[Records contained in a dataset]

#####

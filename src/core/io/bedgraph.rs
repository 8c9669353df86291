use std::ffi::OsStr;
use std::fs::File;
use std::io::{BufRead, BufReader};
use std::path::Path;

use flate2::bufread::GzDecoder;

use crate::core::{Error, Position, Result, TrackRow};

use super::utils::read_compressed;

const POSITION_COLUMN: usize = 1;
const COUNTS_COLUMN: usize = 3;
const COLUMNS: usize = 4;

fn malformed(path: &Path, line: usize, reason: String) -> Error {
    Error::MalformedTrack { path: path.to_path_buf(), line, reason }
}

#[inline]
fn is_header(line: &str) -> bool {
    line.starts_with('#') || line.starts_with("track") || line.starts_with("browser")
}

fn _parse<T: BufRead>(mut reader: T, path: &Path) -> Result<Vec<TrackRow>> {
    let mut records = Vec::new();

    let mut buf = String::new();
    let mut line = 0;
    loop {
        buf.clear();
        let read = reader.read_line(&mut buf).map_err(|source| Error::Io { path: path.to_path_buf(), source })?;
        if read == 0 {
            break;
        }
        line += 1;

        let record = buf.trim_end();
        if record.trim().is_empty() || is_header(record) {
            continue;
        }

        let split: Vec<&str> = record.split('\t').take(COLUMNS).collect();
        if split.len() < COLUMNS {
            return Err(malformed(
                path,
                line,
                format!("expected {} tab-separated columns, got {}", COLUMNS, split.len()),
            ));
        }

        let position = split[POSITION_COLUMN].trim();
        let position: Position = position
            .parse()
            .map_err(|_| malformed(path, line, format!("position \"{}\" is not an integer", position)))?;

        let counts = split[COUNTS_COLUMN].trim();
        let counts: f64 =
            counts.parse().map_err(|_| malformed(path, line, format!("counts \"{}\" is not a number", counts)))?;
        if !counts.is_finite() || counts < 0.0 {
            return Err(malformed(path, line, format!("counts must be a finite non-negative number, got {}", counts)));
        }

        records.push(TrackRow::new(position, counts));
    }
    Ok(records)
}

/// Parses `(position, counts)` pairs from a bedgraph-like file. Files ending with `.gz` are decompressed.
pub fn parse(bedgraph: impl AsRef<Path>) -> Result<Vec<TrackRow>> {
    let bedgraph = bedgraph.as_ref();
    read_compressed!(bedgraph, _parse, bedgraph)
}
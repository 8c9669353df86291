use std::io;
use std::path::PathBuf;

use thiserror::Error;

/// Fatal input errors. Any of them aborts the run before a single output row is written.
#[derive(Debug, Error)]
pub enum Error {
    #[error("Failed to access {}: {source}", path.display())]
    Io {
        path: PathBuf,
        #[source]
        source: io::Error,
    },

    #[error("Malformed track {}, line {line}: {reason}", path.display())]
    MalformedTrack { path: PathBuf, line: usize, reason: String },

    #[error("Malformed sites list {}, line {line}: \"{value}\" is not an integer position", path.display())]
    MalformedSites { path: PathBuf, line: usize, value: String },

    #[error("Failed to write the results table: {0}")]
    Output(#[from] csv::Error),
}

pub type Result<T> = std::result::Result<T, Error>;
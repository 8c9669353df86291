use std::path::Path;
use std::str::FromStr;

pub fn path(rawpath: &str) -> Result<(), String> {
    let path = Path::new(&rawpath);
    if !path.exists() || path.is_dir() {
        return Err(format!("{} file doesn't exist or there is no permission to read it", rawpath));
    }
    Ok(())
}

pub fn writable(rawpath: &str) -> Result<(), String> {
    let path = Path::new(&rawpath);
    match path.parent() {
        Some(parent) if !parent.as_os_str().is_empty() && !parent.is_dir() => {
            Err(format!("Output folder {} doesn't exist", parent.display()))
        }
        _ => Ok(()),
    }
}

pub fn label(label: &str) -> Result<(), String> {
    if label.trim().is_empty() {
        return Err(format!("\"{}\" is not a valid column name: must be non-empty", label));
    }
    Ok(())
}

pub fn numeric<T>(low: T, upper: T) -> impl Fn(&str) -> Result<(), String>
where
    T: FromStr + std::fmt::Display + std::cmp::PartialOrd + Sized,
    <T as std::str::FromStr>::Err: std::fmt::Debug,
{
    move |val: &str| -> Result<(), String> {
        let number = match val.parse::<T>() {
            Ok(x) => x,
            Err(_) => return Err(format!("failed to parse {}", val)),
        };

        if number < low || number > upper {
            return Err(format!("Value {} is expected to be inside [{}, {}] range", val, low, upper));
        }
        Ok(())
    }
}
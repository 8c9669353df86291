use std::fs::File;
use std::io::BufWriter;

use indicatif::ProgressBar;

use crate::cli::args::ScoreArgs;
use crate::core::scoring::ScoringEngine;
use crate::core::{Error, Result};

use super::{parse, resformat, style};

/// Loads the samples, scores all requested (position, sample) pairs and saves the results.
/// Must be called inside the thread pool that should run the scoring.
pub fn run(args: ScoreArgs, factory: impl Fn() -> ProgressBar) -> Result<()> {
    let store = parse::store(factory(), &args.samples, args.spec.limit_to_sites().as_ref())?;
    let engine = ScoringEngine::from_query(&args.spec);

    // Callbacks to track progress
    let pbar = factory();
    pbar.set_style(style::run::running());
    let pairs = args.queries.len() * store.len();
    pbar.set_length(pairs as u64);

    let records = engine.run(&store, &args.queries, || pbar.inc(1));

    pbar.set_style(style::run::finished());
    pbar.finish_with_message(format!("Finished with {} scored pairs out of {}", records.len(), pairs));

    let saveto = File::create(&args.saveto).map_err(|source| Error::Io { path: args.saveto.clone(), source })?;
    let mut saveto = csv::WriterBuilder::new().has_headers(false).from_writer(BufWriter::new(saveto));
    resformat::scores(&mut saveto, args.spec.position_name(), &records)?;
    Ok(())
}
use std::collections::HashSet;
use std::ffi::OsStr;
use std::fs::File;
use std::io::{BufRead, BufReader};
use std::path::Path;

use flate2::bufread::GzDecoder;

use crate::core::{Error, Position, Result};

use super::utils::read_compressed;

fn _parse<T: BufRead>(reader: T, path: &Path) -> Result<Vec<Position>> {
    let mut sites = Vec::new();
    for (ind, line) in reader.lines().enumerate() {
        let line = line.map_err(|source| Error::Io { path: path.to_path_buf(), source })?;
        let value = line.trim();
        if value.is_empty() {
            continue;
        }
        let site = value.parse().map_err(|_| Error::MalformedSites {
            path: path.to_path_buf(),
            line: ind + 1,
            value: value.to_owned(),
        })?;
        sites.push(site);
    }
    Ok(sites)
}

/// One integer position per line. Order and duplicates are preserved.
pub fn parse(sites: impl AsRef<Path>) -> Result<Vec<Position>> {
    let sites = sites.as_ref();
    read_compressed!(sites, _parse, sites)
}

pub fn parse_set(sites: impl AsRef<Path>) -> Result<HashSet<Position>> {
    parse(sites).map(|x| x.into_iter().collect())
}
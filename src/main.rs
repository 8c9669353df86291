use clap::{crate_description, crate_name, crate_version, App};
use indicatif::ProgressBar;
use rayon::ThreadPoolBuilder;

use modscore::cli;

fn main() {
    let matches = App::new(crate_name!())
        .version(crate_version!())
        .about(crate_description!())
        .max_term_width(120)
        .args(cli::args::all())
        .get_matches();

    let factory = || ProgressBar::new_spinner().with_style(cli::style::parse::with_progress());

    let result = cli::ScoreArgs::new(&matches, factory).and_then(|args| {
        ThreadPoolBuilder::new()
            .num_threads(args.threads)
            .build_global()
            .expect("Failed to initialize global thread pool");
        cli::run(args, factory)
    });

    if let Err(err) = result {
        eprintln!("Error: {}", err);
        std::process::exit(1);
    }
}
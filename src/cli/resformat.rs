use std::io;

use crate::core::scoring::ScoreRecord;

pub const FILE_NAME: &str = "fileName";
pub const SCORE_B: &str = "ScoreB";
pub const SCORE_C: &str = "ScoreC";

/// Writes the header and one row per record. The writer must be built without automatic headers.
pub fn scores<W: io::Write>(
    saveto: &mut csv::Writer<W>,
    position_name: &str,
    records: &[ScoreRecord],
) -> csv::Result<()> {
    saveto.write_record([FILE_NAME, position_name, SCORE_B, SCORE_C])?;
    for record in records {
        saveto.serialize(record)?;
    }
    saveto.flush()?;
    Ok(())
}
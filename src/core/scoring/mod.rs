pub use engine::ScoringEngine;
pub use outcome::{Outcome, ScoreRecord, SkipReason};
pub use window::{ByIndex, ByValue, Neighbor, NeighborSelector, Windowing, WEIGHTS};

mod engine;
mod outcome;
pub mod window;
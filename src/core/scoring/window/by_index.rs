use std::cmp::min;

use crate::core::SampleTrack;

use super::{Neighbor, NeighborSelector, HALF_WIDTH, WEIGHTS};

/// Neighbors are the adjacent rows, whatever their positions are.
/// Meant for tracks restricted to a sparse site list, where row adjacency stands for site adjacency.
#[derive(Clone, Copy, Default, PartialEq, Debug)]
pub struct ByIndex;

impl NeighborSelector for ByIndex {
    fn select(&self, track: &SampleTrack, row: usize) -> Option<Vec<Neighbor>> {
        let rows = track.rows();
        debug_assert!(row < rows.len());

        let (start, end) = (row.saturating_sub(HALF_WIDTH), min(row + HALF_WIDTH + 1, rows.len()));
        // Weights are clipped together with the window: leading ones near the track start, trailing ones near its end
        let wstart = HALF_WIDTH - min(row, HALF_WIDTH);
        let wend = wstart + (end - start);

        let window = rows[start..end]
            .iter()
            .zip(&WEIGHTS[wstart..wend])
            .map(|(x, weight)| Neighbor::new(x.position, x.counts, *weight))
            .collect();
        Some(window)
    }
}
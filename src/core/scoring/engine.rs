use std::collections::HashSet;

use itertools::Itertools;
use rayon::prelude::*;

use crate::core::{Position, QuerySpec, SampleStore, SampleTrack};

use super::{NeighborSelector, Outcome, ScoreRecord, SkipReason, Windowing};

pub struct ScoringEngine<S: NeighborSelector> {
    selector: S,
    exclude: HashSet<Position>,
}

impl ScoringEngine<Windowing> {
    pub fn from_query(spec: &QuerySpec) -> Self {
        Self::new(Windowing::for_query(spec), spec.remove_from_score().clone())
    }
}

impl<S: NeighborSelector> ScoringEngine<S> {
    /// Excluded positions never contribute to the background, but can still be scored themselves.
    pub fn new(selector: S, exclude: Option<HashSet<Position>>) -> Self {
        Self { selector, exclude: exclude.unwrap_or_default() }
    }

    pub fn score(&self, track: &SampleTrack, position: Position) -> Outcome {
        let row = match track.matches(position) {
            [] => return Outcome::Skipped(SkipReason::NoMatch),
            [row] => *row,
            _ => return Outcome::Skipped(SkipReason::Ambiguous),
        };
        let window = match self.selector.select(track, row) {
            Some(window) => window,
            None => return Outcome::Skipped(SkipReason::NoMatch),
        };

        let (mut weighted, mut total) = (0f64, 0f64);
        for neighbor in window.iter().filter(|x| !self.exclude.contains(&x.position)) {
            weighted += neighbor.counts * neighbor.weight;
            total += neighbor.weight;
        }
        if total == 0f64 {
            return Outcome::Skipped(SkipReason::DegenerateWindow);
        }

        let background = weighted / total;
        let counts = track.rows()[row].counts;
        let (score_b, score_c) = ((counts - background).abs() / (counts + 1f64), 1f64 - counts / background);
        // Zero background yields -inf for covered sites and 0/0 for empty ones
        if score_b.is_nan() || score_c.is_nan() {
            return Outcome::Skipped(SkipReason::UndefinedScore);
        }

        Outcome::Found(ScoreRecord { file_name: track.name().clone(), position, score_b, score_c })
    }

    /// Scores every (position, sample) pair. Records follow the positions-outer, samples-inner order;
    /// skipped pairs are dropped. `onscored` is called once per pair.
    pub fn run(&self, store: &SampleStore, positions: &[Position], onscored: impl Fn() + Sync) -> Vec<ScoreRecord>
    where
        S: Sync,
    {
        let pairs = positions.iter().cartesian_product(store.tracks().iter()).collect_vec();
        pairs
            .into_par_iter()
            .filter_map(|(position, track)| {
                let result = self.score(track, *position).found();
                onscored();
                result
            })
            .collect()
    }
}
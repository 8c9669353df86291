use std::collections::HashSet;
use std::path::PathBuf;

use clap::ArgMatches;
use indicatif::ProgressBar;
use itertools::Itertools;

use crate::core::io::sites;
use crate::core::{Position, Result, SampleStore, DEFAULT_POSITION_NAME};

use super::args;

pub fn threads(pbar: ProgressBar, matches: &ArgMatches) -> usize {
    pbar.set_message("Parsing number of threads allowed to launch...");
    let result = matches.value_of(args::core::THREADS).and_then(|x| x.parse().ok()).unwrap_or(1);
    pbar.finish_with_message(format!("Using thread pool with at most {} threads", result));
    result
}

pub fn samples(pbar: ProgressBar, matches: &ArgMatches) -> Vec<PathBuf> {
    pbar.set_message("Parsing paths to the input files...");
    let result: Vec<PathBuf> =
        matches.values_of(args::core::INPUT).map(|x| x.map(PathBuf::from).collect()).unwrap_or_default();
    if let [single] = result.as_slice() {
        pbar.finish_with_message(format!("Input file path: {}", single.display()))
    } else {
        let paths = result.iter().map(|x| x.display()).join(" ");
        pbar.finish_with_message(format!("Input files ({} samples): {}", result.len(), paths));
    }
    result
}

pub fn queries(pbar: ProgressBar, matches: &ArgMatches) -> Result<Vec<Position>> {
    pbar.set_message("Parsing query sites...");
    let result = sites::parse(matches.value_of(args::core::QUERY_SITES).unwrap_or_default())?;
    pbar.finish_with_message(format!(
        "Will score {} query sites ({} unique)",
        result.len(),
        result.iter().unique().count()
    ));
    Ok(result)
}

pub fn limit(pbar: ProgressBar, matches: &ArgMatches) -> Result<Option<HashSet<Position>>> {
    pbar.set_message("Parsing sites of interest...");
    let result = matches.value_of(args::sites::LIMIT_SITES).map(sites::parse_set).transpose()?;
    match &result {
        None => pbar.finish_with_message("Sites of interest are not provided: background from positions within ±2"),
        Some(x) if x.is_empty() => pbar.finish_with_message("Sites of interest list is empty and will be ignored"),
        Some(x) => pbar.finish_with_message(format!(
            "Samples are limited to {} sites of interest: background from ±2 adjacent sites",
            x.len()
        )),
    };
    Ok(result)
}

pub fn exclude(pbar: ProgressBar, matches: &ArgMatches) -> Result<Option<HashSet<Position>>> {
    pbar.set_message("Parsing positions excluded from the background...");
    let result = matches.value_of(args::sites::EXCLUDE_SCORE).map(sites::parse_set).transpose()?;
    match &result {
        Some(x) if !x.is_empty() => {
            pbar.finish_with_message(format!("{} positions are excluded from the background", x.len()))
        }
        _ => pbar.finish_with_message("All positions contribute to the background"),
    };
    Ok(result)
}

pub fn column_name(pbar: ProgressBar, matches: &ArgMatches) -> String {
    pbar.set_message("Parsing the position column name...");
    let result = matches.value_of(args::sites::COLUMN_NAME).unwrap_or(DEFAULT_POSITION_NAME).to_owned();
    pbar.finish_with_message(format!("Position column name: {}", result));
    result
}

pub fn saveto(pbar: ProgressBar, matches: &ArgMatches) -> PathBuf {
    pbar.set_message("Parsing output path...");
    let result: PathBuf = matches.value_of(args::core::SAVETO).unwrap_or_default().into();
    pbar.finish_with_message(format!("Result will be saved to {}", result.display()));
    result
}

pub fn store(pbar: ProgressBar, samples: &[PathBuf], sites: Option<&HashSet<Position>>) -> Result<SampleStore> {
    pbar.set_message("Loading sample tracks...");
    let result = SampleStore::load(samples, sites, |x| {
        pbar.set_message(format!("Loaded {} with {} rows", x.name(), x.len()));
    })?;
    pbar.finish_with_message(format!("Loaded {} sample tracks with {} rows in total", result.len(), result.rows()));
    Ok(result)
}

#####

Take the lines from the top of the data through the one that contains "let split: Vec<&str>" and copy them exactly, leaving out every line after it.

* **RESPONSE**:
filename src/core/io/bedgraph.rs
repository 8c9669353df86291
use std::ffi::OsStr;
use std::fs::File;
use std::io::{BufRead, BufReader};
use std::path::Path;

use flate2::bufread::GzDecoder;

use crate::core::{Error, Position, Result, TrackRow};

use super::utils::read_compressed;

const POSITION_COLUMN: usize = 1;
const COUNTS_COLUMN: usize = 3;
const COLUMNS: usize = 4;

fn malformed(path: &Path, line: usize, reason: String) -> Error {
    Error::MalformedTrack { path: path.to_path_buf(), line, reason }
}

#[inline]
fn is_header(line: &str) -> bool {
    line.starts_with('#') || line.starts_with("track") || line.starts_with("browser")
}

fn _parse<T: BufRead>(mut reader: T, path: &Path) -> Result<Vec<TrackRow>> {
    let mut records = Vec::new();

    let mut buf = String::new();
    let mut line = 0;
    loop {
        buf.clear();
        let read = reader.read_line(&mut buf).map_err(|source| Error::Io { path: path.to_path_buf(), source })?;
        if read == 0 {
            break;
        }
        line += 1;

        let record = buf.trim_end();
        if record.trim().is_empty() || is_header(record) {
            continue;
        }

        let split: Vec<&str> = record.split('\t').take(COLUMNS).collect();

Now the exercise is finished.